Volume 502, 15 December 2019, 112285

https://doi.org/10.1016/j.fluid.2019.112285 Get rights and content

Abstract

This work reports experimental phase equilibrium data for the binary systems {CO₂(1) + diethyl succinate(2)} and {CO₂(1) + ethyl acetate(2)}, and for the ternary systems {CO₂(1) + diethyl succinate(2) + ethanol(3)} and {CO₂(1) + diethyl succinate(2) + ethyl acetate(3)}. The experiments for the binary system {CO₂(1) + diethyl succinate(2)} were carried out at temperatures ranging from 308 K to 358 K, and temperatures ranging from 303 K to 343 K for {CO₂(1) + ethyl acetate(2)} as well as for all ternary systems. Only vapor-liquid equilibria were observed for all systems. The experimental measurements were carried out in a high-pressure variable-volume view cell containing a movable piston, which allows pressure control inside the cell. Binary and ternary systems were modeled with the Peng-Robinson cubic equation of state with the van der Waals quadratic mixing rule (vdW2). The presence of a cosolvent (ethanol and ethyl acetate) decreased the saturation pressures of either bubble or dew points compared to the binary system CO₂ + diethyl succinate, increasing the solubility of diethyl succinate in CO₂.

Introduction

Diethyl succinate (DES) is a diester that occurs naturally in plants. It can be used as a flavoring agent, in fragrances, synthesis of polyesters, plasticizers, food additives, chemical intermediates [[1], [2], [3], [4]], and as a solvent to recover carboxylic acids [5]. A potential method of recovery of DES from plants is via extraction with supercritical carbon dioxide (scCO₂). On the other hand, esters such as DES can be synthesized from the esterification of carboxylic acids either catalyzed by enzymes or chemical catalysts in scCO₂ medium [[6], [7], [8], [9]]. Another very promising process involving is the CO₂ capture with DES as solvent [10]. In all these processes mentioned, a cosolvent use can be an interesting technical strategy in order to enhance the DES solubility in CO₂ at high pressure conditions or to promote a synergic effect of mixed solvents. However, phase equilibrium data are imperative for the design of a larger scale process. Phase equilibrium data at high pressures for supercritical fluid systems are scarce and as supercritical fluid applications are increasing, the collection of such data has becoming more important. Supercritical carbon dioxide in particular has been widely studied as a promising alternative solvent for chemical reaction and separation processes because it is nontoxic, inexpensive, easily recycled and has low critical temperature and pressure (T_c = 304.2 K, p_c = 7.38 MPa, respectively) [11]. Favorable large-scale application solvents should ideally be highly selective, non-viscous, chemically stable and non-corrosive. CO₂ fulfills these requirements. Moreover, as opposed to organic chemical solvents such as methanol, propylene carbonate, and polyethylene glycol dimethyl ether (Selexol) the recovery of which in the desorption stage can be problematic and/or energy intensive, CO₂ can be easily recovered by a change in temperature or pressure in the desorption process [10]. Thus, it forms an effective and low-cost physical absorbent, suitable for large-scale industrial applications.

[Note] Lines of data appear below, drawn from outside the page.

//! Static board reference data — 40 spaces, reused from the teacher's
//! Richup-style world-city layout (see DESIGN.md).

use serde::{Deserialize, Serialize};

/// Type of space on the board (spec §3.1).
#[derive(Debug, Clone, Copy, PartialEq, Eq, Serialize, Deserialize)]
pub enum SpaceKind {
    Go,
    Property,
    Railroad,
    Utility,
    Tax,
    Chance,
    CommunityChest,
    Jail,
    FreeParking,
    GoToJail,
}

/// Color group shared by a set of properties (and the two pseudo-groups
/// used for rent-count lookups on railroads/utilities).
#[derive(Debug, Clone, Copy, PartialEq, Eq, Hash, Serialize, Deserialize)]
pub enum ColorGroup {
    Brown,
    LightBlue,
    Pink,
    Orange,
    Red,
    Yellow,
    Green,
    DarkBlue,
    Railroad,
    Utility,
}

impl ColorGroup {
    pub fn property_count(&self) -> u8 {
        match self {
            ColorGroup::Brown | ColorGroup::DarkBlue => 2,
            ColorGroup::Railroad => 4,
            ColorGroup::Utility => 2,
            _ => 3,
        }
    }
}

/// A single board space with its type-specific attribute record (spec §3.1).
#[derive(Debug, Clone, Serialize, Deserialize)]
pub struct Space {
    pub position: u8,
    pub name: String,
    pub kind: SpaceKind,
    pub group: Option<ColorGroup>,
    pub price: u32,
    pub mortgage_value: u32,
    /// `[base, 1-house, 2-house, 3-house, 4-house, hotel]` for properties;
    /// `[1rr, 2rr, 3rr, 4rr, 0, 0]` for railroads; `[x4, x10, 0, 0, 0, 0]`
    /// for utilities.
    pub rent_schedule: [u32; 6],
    pub house_cost: u32,
    pub tax_amount: u32,
}

impl Space {
    fn go() -> Self {
        Self {
            position: 0,
            name: "GO".into(),
            kind: SpaceKind::Go,
            group: None,
            price: 0,
            mortgage_value: 0,
            rent_schedule: [0; 6],
            house_cost: 0,
            tax_amount: 0,
        }
    }

    #[allow(clippy::too_many_arguments)]
    fn property(
        position: u8,
        name: &str,
        group: ColorGroup,
        price: u32,
        rent_schedule: [u32; 6],
        house_cost: u32,
    ) -> Self {
        Self {
            position,
            name: name.into(),
            kind: SpaceKind::Property,
            group: Some(group),
            price,
            mortgage_value: price / 2,
            rent_schedule,
            house_cost,
            tax_amount: 0,
        }
    }

    fn railroad(position: u8, name: &str) -> Self {
        Self {
            position,
            name: name.into(),
            kind: SpaceKind::Railroad,
            group: Some(ColorGroup::Railroad),
            price: 200,
            mortgage_value: 100,
            rent_schedule: [25, 50, 100, 200, 0, 0],
            house_cost: 0,
            tax_amount: 0,
        }
    }

    fn utility(position: u8, name: &str) -> Self {
        Self {
            position,
            name: name.into(),
            kind: SpaceKind::Utility,
            group: Some(ColorGroup::Utility),
            price: 150,
            mortgage_value: 75,
            rent_schedule: [4, 10, 0, 0, 0, 0],
            house_cost: 0,
            tax_amount: 0,
        }
    }

    fn tax(position: u8, name: &str, amount: u32) -> Self {
        Self {
            position,
            name: name.into(),
            kind: SpaceKind::Tax,
            group: None,
            price: 0,
            mortgage_value: 0,
            rent_schedule: [0; 6],
            house_cost: 0,
            tax_amount: amount,
        }
    }

    fn chance(position: u8) -> Self {
        Self {
            position,
            name: "Chance".into(),
            kind: SpaceKind::Chance,
            group: None,
            price: 0,
            mortgage_value: 0,
            rent_schedule: [0; 6],
            house_cost: 0,
            tax_amount: 0,
        }
    }

    fn community_chest(position: u8) -> Self {
        Self {
            position,
            name: "Community Chest".into(),
            kind: SpaceKind::CommunityChest,
            group: None,
            price: 0,
            mortgage_value: 0,
            rent_schedule: [0; 6],
            house_cost: 0,
            tax_amount: 0,
        }
    }

    fn jail() -> Self {
        Self {
            position: 10,
            name: "Jail".into(),
            kind: SpaceKind::Jail,
            group: None,
            price: 0,
            mortgage_value: 0,
            rent_schedule: [0; 6],
            house_cost: 0,
            tax_amount: 0,
        }
    }

    fn free_parking() -> Self {
        Self {
            position: 20,
            name: "Free Parking".into(),
            kind: SpaceKind::FreeParking,
            group: None,
            price: 0,
            mortgage_value: 0,
            rent_schedule: [0; 6],
            house_cost: 0,
            tax_amount: 0,
        }
    }

    fn go_to_jail() -> Self {
        Self {
            position: 30,
            name: "Go To Jail".into(),
            kind: SpaceKind::GoToJail,
            group: None,
            price: 0,
            mortgage_value: 0,
            rent_schedule: [0; 6],
            house_cost: 0,
            tax_amount: 0,
        }
    }
}

/// The complete 40-space board.
pub static BOARD: once_cell::sync::Lazy<Vec<Space>> = once_cell::sync::Lazy::new(|| {
    vec![
        Space::go(),
        Space::property(1, "Salvador", ColorGroup::Brown, 60, [4, 10, 30, 90, 160, 250], 50),
        Space::community_chest(2),
        Space::property(3, "Rio", ColorGroup::Brown, 60, [8, 20, 60, 180, 320, 450], 50),
        Space::tax(4, "Income Tax", 200),
        Space::railroad(5, "TLV Airport"),
        Space::property(6, "Tel Aviv", ColorGroup::LightBlue, 100, [6, 30, 90, 270, 400, 550], 50),
        Space::chance(7),
        Space::property(8, "Haifa", ColorGroup::LightBlue, 100, [6, 30, 90, 270, 400, 550], 50),
        Space::property(9, "Jerusalem", ColorGroup::LightBlue, 120, [8, 40, 100, 300, 450, 600], 50),
        Space::jail(),
        Space::property(11, "Venice", ColorGroup::Pink, 140, [10, 50, 150, 450, 625, 750], 100),
        Space::utility(12, "Electric Company"),
        Space::property(13, "Milan", ColorGroup::Pink, 140, [10, 50, 150, 450, 625, 750], 100),
        Space::property(14, "Rome", ColorGroup::Pink, 160, [12, 60, 180, 500, 700, 900], 100),
        Space::railroad(15, "MUC Airport"),
        Space::property(16, "Frankfurt", ColorGroup::Orange, 180, [14, 70, 200, 550, 750, 950], 100),
        Space::community_chest(17),
        Space::property(18, "Dusseldorf", ColorGroup::Orange, 180, [14, 70, 200, 550, 750, 950], 100),
        Space::property(19, "Munich", ColorGroup::Orange, 200, [16, 80, 220, 600, 800, 1000], 100),
        Space::free_parking(),
        Space::property(21, "Berlin", ColorGroup::Red, 220, [18, 90, 250, 700, 875, 1050], 150),
        Space::chance(22),
        Space::property(23, "Manchester", ColorGroup::Red, 220, [18, 90, 250, 700, 875, 1050], 150),
        Space::property(24, "Liverpool", ColorGroup::Red, 240, [20, 100, 300, 750, 925, 1100], 150),
        Space::railroad(25, "JFK Airport"),
        Space::property(26, "Paris", ColorGroup::Yellow, 260, [22, 110, 330, 800, 975, 1150], 150),
        Space::property(27, "Toulouse", ColorGroup::Yellow, 260, [22, 110, 330, 800, 975, 1150], 150),
        Space::utility(28, "Water Works"),
        Space::property(29, "Lyon", ColorGroup::Yellow, 280, [24, 120, 360, 850, 1025, 1200], 150),
        Space::go_to_jail(),
        Space::property(31, "CDG Airport District", ColorGroup::Green, 300, [26, 130, 390, 900, 1100, 1275], 200),
        Space::property(32, "Shanghai", ColorGroup::Green, 300, [26, 130, 390, 900, 1100, 1275], 200),
        Space::community_chest(33),
        Space::property(34, "Beijing", ColorGroup::Green, 320, [28, 150, 450, 1000, 1200, 1400], 200),
        Space::railroad(35, "Shenzhen Station"),
        Space::chance(36),
        Space::property(37, "New York", ColorGroup::DarkBlue, 350, [35, 175, 500, 1100, 1300, 1500], 200),
        Space::tax(38, "Luxury Tax", 100),
        Space::property(39, "Tokyo", ColorGroup::DarkBlue, 400, [50, 200, 600, 1400, 1700, 2000], 200),
    ]
});

/// Get a space by position.
pub fn get_space(position: u8) -> Option<&'static Space> {
    BOARD.get(position as usize)
}

/// All spaces in a color group.
pub fn group_spaces(group: ColorGroup) -> Vec<&'static Space> {
    BOARD.iter().filter(|t| t.group == Some(group)).collect()
}

/// Whether a space can be owned.
pub fn is_ownable(position: u8) -> bool {
    matches!(
        get_space(position).map(|s| s.kind),
        Some(SpaceKind::Property) | Some(SpaceKind::Railroad) | Some(SpaceKind::Utility)
    )
}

Literature has reported that diethyl succinate (DES) is considered an environmentally adequate solvent because of its low volatility and nearly zero solvent loss, as stated by Li et al. [10]. Feng et al. [3] presented vapor-liquid equilibrium (VLE) data from 308.15 to 328.15 K and pressures up to 13 MPa for the system CO₂+DES using a semi-flow type apparatus. Li et al. [10] used a gas-phase recirculation method to determine the VLE data from 288.15 to 318.15 K and pressures up to 2.99 MPa. Gui et al. [12] used the constant-volume method to perform VLE experiments at different temperatures in the range of 285.19–313.26 K and up to 6 MPa. However, a high discrepancy between the VLE data of CO₂ + DES presented by those authors can be noted; the most likely reason for such differences in the phase equilibrium measured is because they used a technique with phase sampling. To the best of our knowledge, VLE data of CO₂ + DES have not been reported in the literature so far using a synthetic variable-volume view cell (without sampling). Furthermore, no experimental information has been reported on ternary systems involving CO₂ + DES + cosolvents.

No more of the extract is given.